I thought of that and it seemed to me that if I gave her an envelope stuffed with cash each week, I'd feel that I was buying her affection. Even though I'd know that it's not so, I may subconsciously build some resentment.

 

I may think on that some more and may bring it up with her.

 

I understand you are trying to lighten the load for her to chase her dream but are you okay to keep doing that for years or however long it takes? By then what happens to the relationship?

 

I don't think that it'll be an issue. If the relationship progresses then eventually we will cohabitate and the bills will be joint anyway. Also, I'm sure that once she can stand on her own two feet, she'll not need my help. She didn't ask for the bills to be paid.

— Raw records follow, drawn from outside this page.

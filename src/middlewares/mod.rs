pub mod circuit_breaker;

pub use circuit_breaker::{
    CircuitBreakerMiddleware, CircuitBreakerMiddlewareService, circuit_open_response,
};
//! Resilience patterns for fault-tolerant services
//!
//! - **Circuit Breaker**: Prevents cascading failures by temporarily blocking
//!   calls to a failing dependency, giving it time to recover.
//! - **Clock**: Time source the breaker measures its Open timeout against.
//!
//! # Example
//!
//! ```rust
//! use std::time::Duration;
//! use lighter_breaker::resilience::CircuitBreaker;
//!
//! let cb = CircuitBreaker::<String>::builder("payment-api")
//!     .threshold(5)
//!     .timeout(Duration::from_secs(60))
//!     .fallback(|_| Ok("cached quote".to_string()))
//!     .build()
//!     .unwrap();
//!
//! let quote = cb.attempt(|| Ok::<_, std::io::Error>("live quote".to_string()));
//! assert_eq!(quote.unwrap(), "live quote");
//! ```

mod circuit_breaker;
mod clock;

pub use circuit_breaker::{
    BreakerSnapshot, CircuitBreaker, CircuitBreakerBuilder, CircuitState, Fallback, TripPolicy,
};
pub use clock::{Clock, ManualClock, SystemClock};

I was the one who offered it in the beginning.

 

Im sure you dont but please dont expect this to follow in line with what brought you and your ex wife together. I dont think this is a good basis or foundation to build a relationship.

 

As far as my first wife goes, the business wasn't what brought us together. We had a lot of other things in common before I started the business. The business came about when I couldn't find the job that I wanted, but it was also a goal of mine. Years before I worked for a company in another state. The business was owned by a really great person and I viewed him as a role model. Since then I wanted to run my own place and treat those who worked for me like he treated me. I would have taken the opportunity without her help. I would have managed. I've had a LOT of experience at being completely broke yet finding ways to get by.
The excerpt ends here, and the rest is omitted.